TASK DIRECTIONS: In the entries below, find the line containing "let pair = ChannelPair::from_fn(|c|". Copy it and all lines after it, exactly, through the end.
Top of DATA EXTRACT
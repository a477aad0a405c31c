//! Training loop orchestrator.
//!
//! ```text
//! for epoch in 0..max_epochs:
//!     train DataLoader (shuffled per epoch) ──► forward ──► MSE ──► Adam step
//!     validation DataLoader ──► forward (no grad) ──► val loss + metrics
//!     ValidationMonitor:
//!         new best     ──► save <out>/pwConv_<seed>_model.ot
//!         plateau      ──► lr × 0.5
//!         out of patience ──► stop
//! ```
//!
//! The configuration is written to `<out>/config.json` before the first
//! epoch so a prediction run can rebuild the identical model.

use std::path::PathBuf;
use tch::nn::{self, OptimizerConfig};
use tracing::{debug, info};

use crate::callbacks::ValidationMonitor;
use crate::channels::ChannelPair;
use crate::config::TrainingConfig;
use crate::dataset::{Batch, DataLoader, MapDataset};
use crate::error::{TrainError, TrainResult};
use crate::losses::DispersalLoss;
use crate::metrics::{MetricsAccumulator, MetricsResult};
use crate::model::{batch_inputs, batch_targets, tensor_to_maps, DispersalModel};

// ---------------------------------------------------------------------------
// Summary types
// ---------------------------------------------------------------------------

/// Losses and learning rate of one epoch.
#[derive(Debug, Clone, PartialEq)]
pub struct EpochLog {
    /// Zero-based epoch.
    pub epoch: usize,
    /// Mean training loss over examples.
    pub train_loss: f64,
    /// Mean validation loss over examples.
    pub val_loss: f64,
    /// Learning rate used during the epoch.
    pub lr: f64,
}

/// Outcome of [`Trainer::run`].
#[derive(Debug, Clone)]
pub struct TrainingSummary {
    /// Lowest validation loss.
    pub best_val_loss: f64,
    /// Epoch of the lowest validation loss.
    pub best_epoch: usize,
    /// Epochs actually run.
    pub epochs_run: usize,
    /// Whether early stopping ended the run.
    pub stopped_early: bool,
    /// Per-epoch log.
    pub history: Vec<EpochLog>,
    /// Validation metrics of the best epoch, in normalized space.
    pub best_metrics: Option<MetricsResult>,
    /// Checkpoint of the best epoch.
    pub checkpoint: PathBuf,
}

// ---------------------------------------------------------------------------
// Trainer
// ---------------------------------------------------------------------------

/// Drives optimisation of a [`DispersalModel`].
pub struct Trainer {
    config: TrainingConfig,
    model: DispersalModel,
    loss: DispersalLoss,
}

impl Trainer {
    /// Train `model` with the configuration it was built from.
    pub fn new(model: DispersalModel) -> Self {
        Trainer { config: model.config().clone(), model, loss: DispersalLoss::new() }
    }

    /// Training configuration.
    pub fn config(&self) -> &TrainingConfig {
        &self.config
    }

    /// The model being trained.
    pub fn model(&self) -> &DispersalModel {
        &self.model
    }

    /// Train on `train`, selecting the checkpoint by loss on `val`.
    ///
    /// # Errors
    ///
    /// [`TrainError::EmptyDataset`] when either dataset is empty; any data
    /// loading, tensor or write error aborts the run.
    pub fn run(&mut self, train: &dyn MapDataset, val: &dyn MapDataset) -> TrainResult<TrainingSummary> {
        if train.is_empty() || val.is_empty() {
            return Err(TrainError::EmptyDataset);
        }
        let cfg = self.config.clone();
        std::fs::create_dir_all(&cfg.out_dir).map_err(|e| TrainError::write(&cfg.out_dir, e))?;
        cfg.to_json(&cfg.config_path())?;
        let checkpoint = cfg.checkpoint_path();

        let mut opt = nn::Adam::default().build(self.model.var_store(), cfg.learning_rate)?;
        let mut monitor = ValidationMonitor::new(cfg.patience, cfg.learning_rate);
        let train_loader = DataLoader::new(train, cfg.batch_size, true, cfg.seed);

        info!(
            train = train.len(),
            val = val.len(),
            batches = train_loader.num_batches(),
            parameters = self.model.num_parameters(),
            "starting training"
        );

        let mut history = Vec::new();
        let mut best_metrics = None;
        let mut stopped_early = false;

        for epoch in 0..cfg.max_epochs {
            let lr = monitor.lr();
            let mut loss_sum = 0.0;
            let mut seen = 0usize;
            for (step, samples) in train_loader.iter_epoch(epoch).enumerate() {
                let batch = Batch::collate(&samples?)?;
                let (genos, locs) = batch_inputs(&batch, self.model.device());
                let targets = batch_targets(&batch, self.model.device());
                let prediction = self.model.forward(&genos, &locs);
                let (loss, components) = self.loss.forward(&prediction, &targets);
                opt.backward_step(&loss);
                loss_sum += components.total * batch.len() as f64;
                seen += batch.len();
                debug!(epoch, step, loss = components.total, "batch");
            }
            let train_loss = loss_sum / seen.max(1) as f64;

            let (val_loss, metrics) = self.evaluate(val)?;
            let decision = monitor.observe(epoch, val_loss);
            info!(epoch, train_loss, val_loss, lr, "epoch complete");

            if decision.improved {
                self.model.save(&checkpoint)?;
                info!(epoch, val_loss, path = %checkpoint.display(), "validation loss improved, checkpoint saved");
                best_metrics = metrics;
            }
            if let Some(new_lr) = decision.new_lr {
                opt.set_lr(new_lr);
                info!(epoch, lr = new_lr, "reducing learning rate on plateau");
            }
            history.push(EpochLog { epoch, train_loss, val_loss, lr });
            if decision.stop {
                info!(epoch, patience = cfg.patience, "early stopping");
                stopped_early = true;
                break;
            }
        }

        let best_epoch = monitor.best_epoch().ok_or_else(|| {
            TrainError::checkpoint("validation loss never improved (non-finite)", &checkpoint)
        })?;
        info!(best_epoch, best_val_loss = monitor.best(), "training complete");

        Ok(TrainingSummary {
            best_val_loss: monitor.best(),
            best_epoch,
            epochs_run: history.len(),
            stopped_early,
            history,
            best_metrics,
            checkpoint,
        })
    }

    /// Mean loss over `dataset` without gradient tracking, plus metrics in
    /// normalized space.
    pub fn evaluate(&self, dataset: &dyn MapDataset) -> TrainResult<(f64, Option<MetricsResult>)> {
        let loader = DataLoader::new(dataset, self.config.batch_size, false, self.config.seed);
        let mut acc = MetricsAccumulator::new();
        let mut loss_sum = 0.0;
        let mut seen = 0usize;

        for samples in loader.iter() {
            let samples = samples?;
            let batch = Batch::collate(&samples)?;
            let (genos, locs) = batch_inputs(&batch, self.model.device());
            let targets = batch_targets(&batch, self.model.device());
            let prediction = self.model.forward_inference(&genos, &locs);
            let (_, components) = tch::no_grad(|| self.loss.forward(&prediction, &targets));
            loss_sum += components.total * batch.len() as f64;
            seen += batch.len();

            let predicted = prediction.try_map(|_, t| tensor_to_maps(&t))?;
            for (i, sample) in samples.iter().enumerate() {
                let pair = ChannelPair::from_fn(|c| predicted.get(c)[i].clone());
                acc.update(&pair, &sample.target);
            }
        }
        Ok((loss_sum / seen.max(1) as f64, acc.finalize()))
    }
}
Bottom of DATA EXTRACT
EXERCISE RESPONSE:
                let pair = ChannelPair::from_fn(|c| predicted.get(c)[i].clone());
                acc.update(&pair, &sample.target);
            }
        }
        Ok((loss_sum / seen.max(1) as f64, acc.finalize()))
    }
}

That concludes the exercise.